───── MATERIALS PROVIDED ─────

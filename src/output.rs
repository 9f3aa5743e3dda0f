//! Output trait for components that produce output streams.
//!
//! The counterpart of [`Input`](crate::input::Input): it names the item type a
//! component emits and the stream type it emits them on.

use futures::Stream;

/// Trait for components that produce a stream of items.
pub trait Output
where
  Self::Output: Send + 'static,
{
  /// The type of items produced.
  type Output;
  /// The output stream type that yields items of type `Self::Output`.
  type OutputStream: Stream<Item = Self::Output> + Send + 'static;
}
//! # Moving average pipeline
//!
//! Resolves the transform from a JSON options tree, then streams a handful of
//! interface and counter records through it and prints what comes out.
//!
//! Logs at debug level so window allocation and the "unsupported data source
//! type" diagnostic for the counter record are visible.
//!
//! Run with `cargo run --example sma_pipeline`.

use futures::{StreamExt, stream};
use sma_target::config::ConfigItem;
use sma_target::record::{DataSource, MetricIdentity, MetricRecord};
use sma_target::target::Target;
use sma_target::transformer::Transformer;
use sma_target::transformers::sma::SmaTransformer;

const OPTIONS: &str = r#"{
  "key": "Target",
  "values": ["sma"],
  "children": [
    {"key": "Window", "values": [3]},
    {"key": "DataSource", "values": ["rx", "tx", "packets"]},
    {"key": "Comment", "values": ["ignored by the target"]}
  ]
}"#;

#[tokio::main]
async fn main() -> Result<(), Box<dyn std::error::Error + Send + Sync>> {
  tracing_subscriber::fmt()
    .with_max_level(tracing::Level::DEBUG)
    .init();

  let options = ConfigItem::from_json(OPTIONS)?;
  let mut transformer =
    SmaTransformer::create(&options)?.with_name("interface_smoothing".to_string());

  let eth0 = MetricIdentity::new("web01", "interface", "if_octets").with_plugin_instance("eth0");
  let packets = MetricIdentity::new("web01", "interface", "if_packets").with_plugin_instance("eth0");

  let mut records = Vec::new();
  for (rx, tx) in [(1200.0, 300.0), (1800.0, 450.0), (600.0, 150.0), (2400.0, 600.0)] {
    records.push(
      MetricRecord::new(eth0.clone())
        .with_source(DataSource::gauge("rx", rx))
        .with_source(DataSource::gauge("tx", tx)),
    );
  }
  records.push(MetricRecord::new(packets).with_source(DataSource::counter("packets", 42)));

  let mut output = transformer.transform(Box::pin(stream::iter(records))).await;
  while let Some(record) = output.next().await {
    let values: Vec<String> = record
      .sources
      .iter()
      .map(|source| format!("{}={:?}", source.name, source.value))
      .collect();
    println!("{} {}", record.identity, values.join(" "));
  }

  println!("{}", transformer.component_info());
  transformer.destroy();
  Ok(())
}
//! Host-facing contract for record targets.
//!
//! A host filter chain invokes targets one record at a time and decides what to do
//! next from the [`TargetAction`] each target returns. The [`Target`] trait is the
//! seam a host registers implementations through: build from options, invoke per
//! record, tear down once.

use crate::config::ConfigItem;
use crate::error::ConfigError;
use crate::record::MetricRecord;

/// What the host should do with a record after a target has run.
///
/// The moving average target only returns `Continue`; `Stop` and `Return` exist
/// for other targets sharing the host chain.
#[derive(Debug, Clone, Copy, PartialEq, Eq)]
pub enum TargetAction {
  /// Keep processing the (possibly modified) record with the next target.
  Continue,
  /// Stop processing this record; it is not dispatched further.
  Stop,
  /// Leave the current chain and resume in the calling chain.
  Return,
}

impl TargetAction {
  /// Returns `true` for [`TargetAction::Continue`].
  pub fn is_continue(&self) -> bool {
    matches!(self, TargetAction::Continue)
  }
}

/// A record target that can be registered with a host filter chain.
pub trait Target: Send + Sync {
  /// Name the target is registered under.
  const NAME: &'static str;

  /// Builds the target from its options block.
  ///
  /// A target whose options fail to resolve is never built, and the host must
  /// not register it.
  fn create(options: &ConfigItem) -> Result<Self, ConfigError>
  where
    Self: Sized;

  /// Processes one record in place.
  fn invoke(&self, record: &mut MetricRecord) -> TargetAction;

  /// Releases every resource the target holds.
  ///
  /// Must be idempotent: calling it again, or on a target that never processed
  /// a record, is a no-op.
  fn destroy(&self);
}
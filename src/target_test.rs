//! Tests for target module.

use crate::target::*;

#[test]
fn test_only_continue_keeps_processing() {
  assert!(TargetAction::Continue.is_continue());
  assert!(!TargetAction::Stop.is_continue());
  assert!(!TargetAction::Return.is_continue());
}
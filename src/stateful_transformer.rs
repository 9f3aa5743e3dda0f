//! Keyed state for transformers that track many independent series.
//!
//! This module provides the [`StatefulTransformer`] trait, which extends the base
//! [`Transformer`](crate::transformer::Transformer) trait with access to a
//! [`KeyedStateStore`]. Each key (for example a metric identity) owns its own piece
//! of state behind its own lock, so:
//!
//! - updates for the same key are serialized,
//! - updates for different keys proceed independently,
//! - the map lock is only held long enough to look up or insert an entry.
//!
//! # Example
//!
//! ```rust
//! use sma_target::stateful_transformer::{InMemoryKeyedStateStore, KeyedStateStore, KeyedStateStoreExt};
//!
//! let store: InMemoryKeyedStateStore<String, u64> = InMemoryKeyedStateStore::new();
//! let counter = store.get_or_try_insert("requests".to_string(), || Ok(0)).unwrap();
//! *counter.lock().unwrap() += 1;
//!
//! assert_eq!(store.len(), 1);
//! assert_eq!(*store.get(&"requests".to_string()).unwrap().unwrap().lock().unwrap(), 1);
//! ```

use std::collections::HashMap;
use std::hash::Hash;
use std::sync::{Arc, Mutex, PoisonError, RwLock};
use thiserror::Error;

use crate::transformer::Transformer;

/// Error type for state operations.
#[derive(Error, Debug, Clone, PartialEq, Eq)]
pub enum StateError {
  /// Lock acquisition failed (poisoned).
  #[error("state lock is poisoned")]
  LockPoisoned,
  /// Memory for new state could not be obtained.
  #[error("failed to allocate {requested} window values for `{identity}'")]
  Allocation {
    /// The series the state was being allocated for.
    identity: String,
    /// Number of values requested.
    requested: usize,
  },
  /// A record's data source count differs from the series' existing state.
  #[error("`{identity}' was allocated for {expected} data sources, record carries {actual}")]
  ShapeMismatch {
    /// The series whose state did not match.
    identity: String,
    /// Data source count fixed at first allocation.
    expected: usize,
    /// Data source count of the offending record.
    actual: usize,
  },
  /// A data source slot outside the allocated state was addressed.
  #[error("slot {slot} is out of range for {data_source_count} data sources")]
  SlotOutOfRange {
    /// The slot that was addressed.
    slot: usize,
    /// Number of slots the state holds.
    data_source_count: usize,
  },
}

impl<T> From<PoisonError<T>> for StateError {
  fn from(_: PoisonError<T>) -> Self {
    StateError::LockPoisoned
  }
}

/// Result type for state operations.
pub type StateResult<T> = Result<T, StateError>;

/// Shared handle to the state of one key.
pub type SharedState<S> = Arc<Mutex<S>>;

/// Boxed initializer run when a key is seen for the first time.
pub type StateInit<'a, S> = Box<dyn FnOnce() -> StateResult<S> + 'a>;

/// Trait for keyed state storage backends.
///
/// The trait uses `Box<dyn FnOnce>` for initializers to stay dyn compatible;
/// [`KeyedStateStoreExt`] adds a closure-friendly wrapper.
pub trait KeyedStateStore<K, S>: Send + Sync
where
  K: Eq + Hash + Clone + Send + Sync,
  S: Send,
{
  /// Returns the state for `key`, or `None` if the key has never been seen.
  fn get(&self, key: &K) -> StateResult<Option<SharedState<S>>>;

  /// Returns the state for `key`, creating it with `init` if absent.
  ///
  /// `init` runs at most once per key. If it fails nothing is stored and the
  /// error is returned.
  fn get_or_try_insert_with(&self, key: K, init: StateInit<'_, S>) -> StateResult<SharedState<S>>;

  /// Forgets the state of one key. Returns `true` if it existed.
  fn remove(&self, key: &K) -> StateResult<bool>;

  /// Forgets every key and releases its state.
  ///
  /// Always succeeds: a poisoned map is recovered and cleared anyway.
  fn clear(&self);

  /// Number of keys with state.
  fn len(&self) -> usize;

  /// Returns `true` if no key has state.
  fn is_empty(&self) -> bool {
    self.len() == 0
  }

  /// All keys currently holding state, in no particular order.
  fn keys(&self) -> StateResult<Vec<K>>;
}

/// Extension trait for creating state with plain closures.
pub trait KeyedStateStoreExt<K, S>: KeyedStateStore<K, S>
where
  K: Eq + Hash + Clone + Send + Sync,
  S: Send,
{
  /// Returns the state for `key`, creating it with `init` if absent.
  ///
  /// This is a convenience method that boxes the closure internally.
  fn get_or_try_insert<F>(&self, key: K, init: F) -> StateResult<SharedState<S>>
  where
    F: FnOnce() -> StateResult<S>,
  {
    self.get_or_try_insert_with(key, Box::new(init))
  }
}

// Blanket implementation for all KeyedStateStore types
impl<K, S, T> KeyedStateStoreExt<K, S> for T
where
  K: Eq + Hash + Clone + Send + Sync,
  S: Send,
  T: KeyedStateStore<K, S>,
{
}

/// In-memory keyed store: a `RwLock`ed map of per-key `Mutex`es.
///
/// # Thread Safety
///
/// All operations can be called concurrently from multiple threads without
/// external synchronization.
#[derive(Debug)]
pub struct InMemoryKeyedStateStore<K, S> {
  entries: RwLock<HashMap<K, SharedState<S>>>,
}

impl<K, S> InMemoryKeyedStateStore<K, S> {
  /// Creates an empty store.
  pub fn new() -> Self {
    Self {
      entries: RwLock::new(HashMap::new()),
    }
  }
}

impl<K, S> Default for InMemoryKeyedStateStore<K, S> {
  fn default() -> Self {
    Self::new()
  }
}

impl<K, S> KeyedStateStore<K, S> for InMemoryKeyedStateStore<K, S>
where
  K: Eq + Hash + Clone + Send + Sync,
  S: Send,
{
  fn get(&self, key: &K) -> StateResult<Option<SharedState<S>>> {
    let entries = self.entries.read()?;
    Ok(entries.get(key).map(Arc::clone))
  }

  fn get_or_try_insert_with(&self, key: K, init: StateInit<'_, S>) -> StateResult<SharedState<S>> {
    if let Some(existing) = self.entries.read()?.get(&key) {
      return Ok(Arc::clone(existing));
    }

    // Another writer may have inserted the key between the two locks.
    let mut entries = self.entries.write()?;
    if let Some(existing) = entries.get(&key) {
      return Ok(Arc::clone(existing));
    }
    let state = Arc::new(Mutex::new(init()?));
    entries.insert(key, Arc::clone(&state));
    Ok(state)
  }

  fn remove(&self, key: &K) -> StateResult<bool> {
    let mut entries = self.entries.write()?;
    Ok(entries.remove(key).is_some())
  }

  fn clear(&self) {
    let mut entries = self.entries.write().unwrap_or_else(PoisonError::into_inner);
    entries.clear();
    entries.shrink_to_fit();
  }

  fn len(&self) -> usize {
    self
      .entries
      .read()
      .map(|entries| entries.len())
      .unwrap_or(0)
  }

  fn keys(&self) -> StateResult<Vec<K>> {
    let entries = self.entries.read()?;
    Ok(entries.keys().cloned().collect())
  }
}

/// Trait for transformers that keep keyed state across stream items.
///
/// # State Lifecycle
///
/// 1. **Creation**: state for a key is created lazily, the first time an item
///    for that key arrives.
/// 2. **Access**: items for the same key see the state left by earlier items.
/// 3. **Reset**: [`reset_state`](StatefulTransformer::reset_state) forgets every key.
/// 4. **Cleanup**: state is released when the last clone of the transformer is dropped.
pub trait StatefulTransformer: Transformer {
  /// Key identifying one independent piece of state.
  type Key: Eq + Hash + Clone + Send + Sync;
  /// The state kept per key.
  type State: Send;
  /// The store holding the state.
  type Store: KeyedStateStore<Self::Key, Self::State>;

  /// Returns the transformer's state store.
  fn state_store(&self) -> &Self::Store;

  /// Forgets the state of every key.
  fn reset_state(&self) {
    self.state_store().clear();
  }

  /// Returns `true` if at least one key has state.
  fn has_state(&self) -> bool {
    !self.state_store().is_empty()
  }

  /// Keys currently holding state.
  fn tracked_keys(&self) -> StateResult<Vec<Self::Key>> {
    self.state_store().keys()
  }
}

─────

▶ WORK TO COMPLETE: Look through the entries above and report the number of lines that contain "values". Write only the number.

▶ SOLUTION FOR THIS TASK: 8